Patna College Turns 161: Students, Alumni Rue Breaking of Old Gate, Boundary Walls for New Project
Patna College Turns 161: Students, Alumni Rue Breaking of Old Gate, Boundary Walls for New Project
The origin of Patna College can be traced to the establishment of Patna High School in 1835.

Patna College, once famed as the ‘Oxford of the East’, on Monday completed 160 years of its eventful journey, even as several students and alumni of the institution lamented the demolition of its old entrance gate and boundary walls to make room for a double-decker flyover project on the historic Ashok Rajpath.

While the college flag was hoisted in front of the main administrative building — original structures of which are from the Dutch era — the ornate iron gate and a portion of the vintage railings of its old boundary wall lay dumped in a corner of the sprawling campus.

The old gate of the college, to which some modifications had been made over the last few decades, was demolished recently as part of the double-decker flyover project, which has impacted the campuses of many educational and other institutions located along the historic road. A new gate is under construction.

Several students and alunmi of the college said they were ”extremely saddened to see the broken boundary walls”, and that they missed the old gate that has been ”torn down in the name of development”, and alleged that the ”sanctity of the campus has been violated”.

Alumnus Shanker Dutt, who did his BA (English) from it during the tumultuous year of the Emergency in 1975, and later taught at the Patna University for several decades, lamented the “loss of heritage of the campus that once rivalled the Oxford and Cambridge, both academically and in terms of its campus beauty”.

“I am aghast and saddened on this momentous day, when my alma mater has completed 160 years, but the way its heritage campus has been meddled with in the name of so-called development,” he said.

For the double-decker project, the boundary alignment has been pushed behind, and the old gate and the boundary wall with its beautiful railings from the British-era, have been sacrificed.

“Is this real development, killing our heritage and taking away institutional lands for urban infrastructure projects?” he asked, and rued that the college and university administrations ”should have never allowed the project to touch the old campus”.

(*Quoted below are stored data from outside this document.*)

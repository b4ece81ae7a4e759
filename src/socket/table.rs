//! Single pass scan of one kernel TCP socket table
//!
//! Rows look like
//!
//! ```text
//!   sl  local_address rem_address   st tx_queue rx_queue tr tm->when retrnsmt   uid  timeout inode
//!    0: 0100007F:0CEA 00000000:0000 0A 00000000:00000000 00:00000000 00000000  1000        0 38914 ...
//! ```
//!
//! Listening sockets are indexed by local IP so the aggregation step can
//! charge their ports to every outbound tuple leaving that IP. All other rows
//! are counted per `localIP->remoteIP:remotePort`, local port excluded.

use std::collections::{HashMap, HashSet};
use std::io::BufRead;

use log::{debug, trace};

use crate::codec::parse_port;
use crate::error::{Error, Result};
use crate::range::EphemeralRange;
use crate::types::{AddressFamily, SocketState};

/// Rows with fewer whitespace separated fields are rejected
pub const MIN_FIELDS: usize = 12;

/// Identity of an outbound tuple, still in kernel hex form
#[derive(Debug, Clone, PartialEq, Eq, Hash)]
pub struct ConnectionKey {
    /// e.g. `0100007F`
    pub local_ip: String,
    /// e.g. `0100007F:0016`
    pub remote_address: String,
}

impl std::fmt::Display for ConnectionKey {
    fn fmt(&self, f: &mut std::fmt::Formatter<'_>) -> std::fmt::Result {
        write!(f, "{}->{}", self.local_ip, self.remote_address)
    }
}

/// Counts for one tuple as seen in the table, before listeners are folded in
#[derive(Debug, Clone, PartialEq, Eq)]
pub struct RawCounter {
    pub key: ConnectionKey,
    pub used_ports: u64,
    pub available_ports: i64,
}

/// Tuples in discovery order with a key index into them.
///
/// Iteration order is first-seen order, which is what selection relies on to
/// break ties.
#[derive(Debug, Default, Clone)]
pub struct ConnectionTable {
    counters: Vec<RawCounter>,
    index: HashMap<ConnectionKey, usize>,
}

impl ConnectionTable {
    /// Record one socket row for `key` and return its counter
    fn observe(&mut self, key: ConnectionKey, pool_size: i64) -> &mut RawCounter {
        if let Some(&i) = self.index.get(&key) {
            let counter = &mut self.counters[i];
            counter.used_ports += 1;
            return counter;
        }

        let i = self.counters.len();
        self.index.insert(key.clone(), i);
        self.counters.push(RawCounter {
            key,
            used_ports: 1,
            available_ports: pool_size,
        });
        &mut self.counters[i]
    }

    #[must_use]
    pub fn get(&self, key: &ConnectionKey) -> Option<&RawCounter> {
        self.index.get(key).map(|&i| &self.counters[i])
    }

    #[must_use]
    pub fn len(&self) -> usize {
        self.counters.len()
    }

    #[must_use]
    pub fn is_empty(&self) -> bool {
        self.counters.is_empty()
    }

    pub fn iter(&self) -> impl Iterator<Item = &RawCounter> {
        self.counters.iter()
    }

    /// Counters in discovery order
    #[must_use]
    pub fn into_counters(self) -> Vec<RawCounter> {
        self.counters
    }
}

/// Everything one table scan produced, scoped to one address family
#[derive(Debug, Clone)]
pub struct TableScan {
    pub path: String,
    pub family: AddressFamily,
    pub connections: ConnectionTable,
    /// `IP:port` of every listening socket, in kernel hex form
    pub listen_sockets: HashSet<String>,
    /// Listening ports per local hex IP, in table order
    pub listen_ports: HashMap<String, Vec<u16>>,
}

impl TableScan {
    fn new(path: &str, family: AddressFamily) -> Self {
        Self {
            path: path.to_string(),
            family,
            connections: ConnectionTable::default(),
            listen_sockets: HashSet::new(),
            listen_ports: HashMap::new(),
        }
    }

    /// Ports listened on by `local_ip`, empty if none
    #[must_use]
    pub fn listen_ports_for(&self, local_ip: &str) -> &[u16] {
        self.listen_ports
            .get(local_ip)
            .map(Vec::as_slice)
            .unwrap_or_default()
    }
}

/// Split `HEXIP:HEXPORT`
pub(crate) fn split_address<'a>(path: &str, address: &'a str) -> Result<(&'a str, &'a str)> {
    let mut parts = address.split(':');
    match (parts.next(), parts.next(), parts.next()) {
        (Some(ip), Some(port), None) => Ok((ip, port)),
        _ => Err(Error::table_format(
            path,
            format!("address {address:?} is not of the form IP:port"),
        )),
    }
}

/// Scan a socket table, discarding its header line
///
/// # Errors
/// Returns [`Error::TableFormat`] for a malformed row and
/// [`Error::TableOpen`] if reading the table fails part way through
pub fn scan_table<R: BufRead>(
    reader: R,
    path: &str,
    family: AddressFamily,
    range: &EphemeralRange,
) -> Result<TableScan> {
    let pool_size = range.pool_size();
    let mut scan = TableScan::new(path, family);
    let mut lines = reader.lines();

    // header
    if let Some(header) = lines.next() {
        header.map_err(|e| Error::table_open(path, e))?;
    }

    for line in lines {
        let line = line.map_err(|e| Error::table_open(path, e))?;
        let fields: Vec<&str> = line.split_whitespace().collect();
        if fields.len() < MIN_FIELDS {
            return Err(Error::table_format(
                path,
                format!("less than {MIN_FIELDS} columns found {line:?}"),
            ));
        }
        let local_address = fields[1];
        let remote_address = fields[2];
        let state = SocketState::from_proc_code(fields[3]);

        if scan.listen_sockets.contains(local_address) {
            trace!("{path}: skipping {local_address}, already seen as listener");
            continue;
        }

        let (local_ip, local_port) = split_address(path, local_address)?;

        let wildcard = format!("{}:{}", family.wildcard_ip(), local_port);
        if scan.listen_sockets.contains(&wildcard) {
            trace!("{path}: skipping {local_address}, covered by listener {wildcard}");
            continue;
        }

        let port = parse_port(local_port).map_err(|e| Error::bad_port(path, local_port, &e))?;

        if state.is_listen() {
            scan.listen_sockets.insert(local_address.to_string());
            scan.listen_ports
                .entry(local_ip.to_string())
                .or_default()
                .push(port);
            continue;
        }

        split_address(path, remote_address)?;
        let key = ConnectionKey {
            local_ip: local_ip.to_string(),
            remote_address: remote_address.to_string(),
        };
        let counter = scan.connections.observe(key, pool_size);
        if range.contains(port) {
            counter.available_ports -= 1;
        }
    }

    debug!(
        "{path}: {} connection tuples, {} listening sockets",
        scan.connections.len(),
        scan.listen_sockets.len()
    );

    Ok(scan)
}

#[cfg(test)]
mod tests {
    use super::*;
    use std::io::Cursor;

    const HEADER: &str = "  sl  local_address rem_address   st tx_queue rx_queue tr tm->when retrnsmt   uid  timeout inode";

    fn row(local: &str, remote: &str, state: &str) -> String {
        format!(
            "   0: {local} {remote} {state} 00000000:00000000 00:00000000 00000000  1000        0 12345 1 0000000000000000 20 4 30 10 -1"
        )
    }

    fn table(rows: &[String]) -> String {
        let mut content = String::from(HEADER);
        for r in rows {
            content.push('\n');
            content.push_str(r);
        }
        content.push('\n');
        content
    }

    fn scan(content: &str, family: AddressFamily, range: &EphemeralRange) -> Result<TableScan> {
        scan_table(Cursor::new(content.to_string()), "/proc/net/tcp", family, range)
    }

    fn key(local_ip: &str, remote: &str) -> ConnectionKey {
        ConnectionKey {
            local_ip: local_ip.to_string(),
            remote_address: remote.to_string(),
        }
    }

    fn kernel_range() -> EphemeralRange {
        EphemeralRange::new(32768, 60999).unwrap()
    }

    #[test]
    fn test_counts_sockets_per_tuple() {
        let content = table(&[
            row("84AAA8C0:9C40", "84AAA8C0:0016", "01"),
            row("84AAA8C0:9C41", "84AAA8C0:0016", "01"),
            row("0100007F:9C42", "0100007F:0016", "06"),
        ]);
        let result = scan(&content, AddressFamily::V4, &kernel_range()).unwrap();

        assert_eq!(result.connections.len(), 2);
        let first = result
            .connections
            .get(&key("84AAA8C0", "84AAA8C0:0016"))
            .unwrap();
        assert_eq!(first.used_ports, 2);
        assert_eq!(first.available_ports, 28229);

        let second = result
            .connections
            .get(&key("0100007F", "0100007F:0016"))
            .unwrap();
        assert_eq!(second.used_ports, 1);
        assert_eq!(second.available_ports, 28230);
    }

    #[test]
    fn test_discovery_order() {
        let content = table(&[
            row("0100007F:9C40", "0200007F:0050", "01"),
            row("0100007F:9C41", "0300007F:0050", "01"),
            row("0100007F:9C42", "0200007F:0050", "01"),
        ]);
        let result = scan(&content, AddressFamily::V4, &kernel_range()).unwrap();
        let keys: Vec<String> = result.connections.iter().map(|c| c.key.to_string()).collect();
        assert_eq!(
            keys,
            vec!["0100007F->0200007F:0050", "0100007F->0300007F:0050"]
        );
    }

    #[test]
    fn test_listen_rows_are_indexed_not_counted() {
        let content = table(&[
            row("0100007F:1F90", "00000000:0000", "0A"),
            row("0100007F:8000", "00000000:0000", "0A"),
            row("0100007F:9C40", "0200007F:0050", "01"),
        ]);
        let result = scan(&content, AddressFamily::V4, &kernel_range()).unwrap();

        assert_eq!(result.connections.len(), 1);
        assert!(result.listen_sockets.contains("0100007F:1F90"));
        assert_eq!(result.listen_ports_for("0100007F"), &[8080, 32768]);
        assert!(result.listen_ports_for("0200007F").is_empty());
        assert!(result
            .connections
            .iter()
            .all(|c| !c.key.remote_address.starts_with("00000000")));
    }

    #[test]
    fn test_wildcard_listener_hides_accepted_side() {
        let content = table(&[
            row("00000000:0016", "00000000:0000", "0A"),
            row("84AAA8C0:0016", "84AAA8C0:9C40", "01"),
            row("84AAA8C0:9C40", "84AAA8C0:0016", "01"),
        ]);
        let result = scan(&content, AddressFamily::V4, &kernel_range()).unwrap();

        assert_eq!(result.connections.len(), 1);
        assert!(result
            .connections
            .get(&key("84AAA8C0", "84AAA8C0:9C40"))
            .is_none());
        let outbound = result
            .connections
            .get(&key("84AAA8C0", "84AAA8C0:0016"))
            .unwrap();
        assert_eq!(outbound.used_ports, 1);
    }

    #[test]
    fn test_repeated_listener_row_skipped() {
        let content = table(&[
            row("0100007F:1F90", "00000000:0000", "0A"),
            row("0100007F:1F90", "0100007F:9C40", "01"),
        ]);
        let result = scan(&content, AddressFamily::V4, &kernel_range()).unwrap();
        assert!(result.connections.is_empty());
        assert_eq!(result.listen_ports_for("0100007F"), &[8080]);
    }

    #[test]
    fn test_ipv6_wildcard() {
        let wildcard = AddressFamily::V6.wildcard_ip();
        let local = "0000000000000000FFFF00000100007F";
        let content = table(&[
            row(&format!("{wildcard}:0016"), &format!("{wildcard}:0000"), "0A"),
            row(
                &format!("{local}:0016"),
                &format!("{local}:9C40"),
                "01",
            ),
            row(
                &format!("{local}:9C40"),
                &format!("{local}:0016"),
                "01",
            ),
        ]);
        let result = scan(&content, AddressFamily::V6, &kernel_range()).unwrap();
        assert_eq!(result.connections.len(), 1);
        assert_eq!(result.family, AddressFamily::V6);
    }

    #[test]
    fn test_ports_outside_range_do_not_reduce_availability() {
        let range = EphemeralRange::new(40000, 40001).unwrap();
        let content = table(&[
            row("0100007F:9C3F", "0200007F:0050", "01"),
            row("0100007F:9C40", "0200007F:0050", "01"),
            row("0100007F:9C41", "0200007F:0050", "01"),
            row("0100007F:9C42", "0200007F:0050", "01"),
        ]);
        let result = scan(&content, AddressFamily::V4, &range).unwrap();
        let counter = result
            .connections
            .get(&key("0100007F", "0200007F:0050"))
            .unwrap();
        assert_eq!(counter.used_ports, 4);
        // pool of one, both 40000 and 40001 are in range
        assert_eq!(counter.available_ports, -1);
    }

    #[test]
    fn test_header_only() {
        let result = scan(HEADER, AddressFamily::V4, &kernel_range()).unwrap();
        assert!(result.connections.is_empty());
        let result = scan("", AddressFamily::V4, &kernel_range()).unwrap();
        assert!(result.connections.is_empty());
    }

    #[test]
    fn test_short_row_rejected() {
        let short = "   0: 0100007F:9C40 0200007F:0050 01 00000000:00000000 00:00000000 00000000  1000        0 12345 1";
        let content = table(&[short.to_string()]);
        let err = scan(&content, AddressFamily::V4, &kernel_range()).unwrap_err();
        assert!(matches!(err, Error::TableFormat { .. }));
    }

    #[test]
    fn test_malformed_addresses_rejected() {
        for (local, remote) in [
            ("0100007F", "0200007F:0050"),
            ("0100007F:9C40:01", "0200007F:0050"),
            ("0100007F:9C40", "0200007F"),
        ] {
            let content = table(&[row(local, remote, "01")]);
            let err = scan(&content, AddressFamily::V4, &kernel_range()).unwrap_err();
            assert!(matches!(err, Error::TableFormat { .. }), "{local} {remote}");
        }
    }

    #[test]
    fn test_bad_local_port_rejected() {
        let content = table(&[row("0100007F:XYZW", "0200007F:0050", "01")]);
        let err = scan(&content, AddressFamily::V4, &kernel_range()).unwrap_err();
        assert!(matches!(err, Error::TableFormat { .. }));
    }
}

He said the flyover project, going on in full swing, has ”wreaked havoc” in the old area, “piercing through the Ashok Rajpath with scant regard for its architectural and institutional heritage”. Bihar Chief Minister Nitish Kumar had laid the foundation stone of the ambitious Rs 422-crore flyover project, which will span a little over 2 km, from Kargil Chowk to NIT More on Ashok Rajpath, in September 2021 and it has been envisioned to help commuters navigate with ease through one of the most crowded localities of the state capital.

But, the institutional campuses along the road are also getting hampered by the ongoing Patna Metro work. A key section of Patna Metro’s underground alignment passing through the dense Ashok Rajpath area has been ’’shifted away’’ from the main road to the institutional area due to the double-decker flyover being built on the historic street by the Bihar government, official sources had said last September.

“I feel a tremendous sense of alienation to see the campus being changed with many even praising this development project. When they demolished the old gate and boundary walls of my alma mater, I felt a very enriched part of my life was lost along with it,” Dutt rued.

Arti Anmola Singh, a Patna-based working professional and a part-time model, who attended the 161st foundation day of the college in the campus, said, ”All the machines working around it to build concrete structures, our college’s boundary pushed behind to make room for a flyover, trees felled, for some reason it does not make me feel happy.” ”Educational institutions are the building blocks of a society’s future, and if they are being compromised in any way, then as a society we need to reflect and ponder,” she said.

”And, we need to pause, perhaps, instead of going in a development overdrive,” said Singh, who graduated in 2021 from the mass communications department. Many students currently pursuing their higher education from the college and Patna University echoed her sentiments.

Aman Lal, 19, a Patna College student, said the flyover and metro projects have affected campuses of several institutions on the Ashok Rajpath.

“Our campus will get surrounded by concrete jungle from both sides, the monstrous Ganga Drive on the riverfront side and the double-decker flyover on road side. How will this academic campus breathe? Will flyover trigger critical thinking among students? This is not development, this is destruction in the name of ’vikas’,” he lamented.

The origin of Patna College can be traced to the establishment of Patna High School in 1835 which later gave birth to Patna Branch School in 1854 and eventually the Collegiate School in 1862 out of which the college was born in 1863.

J K Rogers was its first principal-in-charge, while its first full-fledged principal was J W McCrindle, renowned for his English translation of Megasthenes’s ’Indica’.

Its esteemed faculty included history giants like R S Sharma, K K Datta, S H Askari, Sir Jadunath Sarkar, among others. European teachers V H Jackson, J L Hill, and principal J S Armour, among others are still remembered.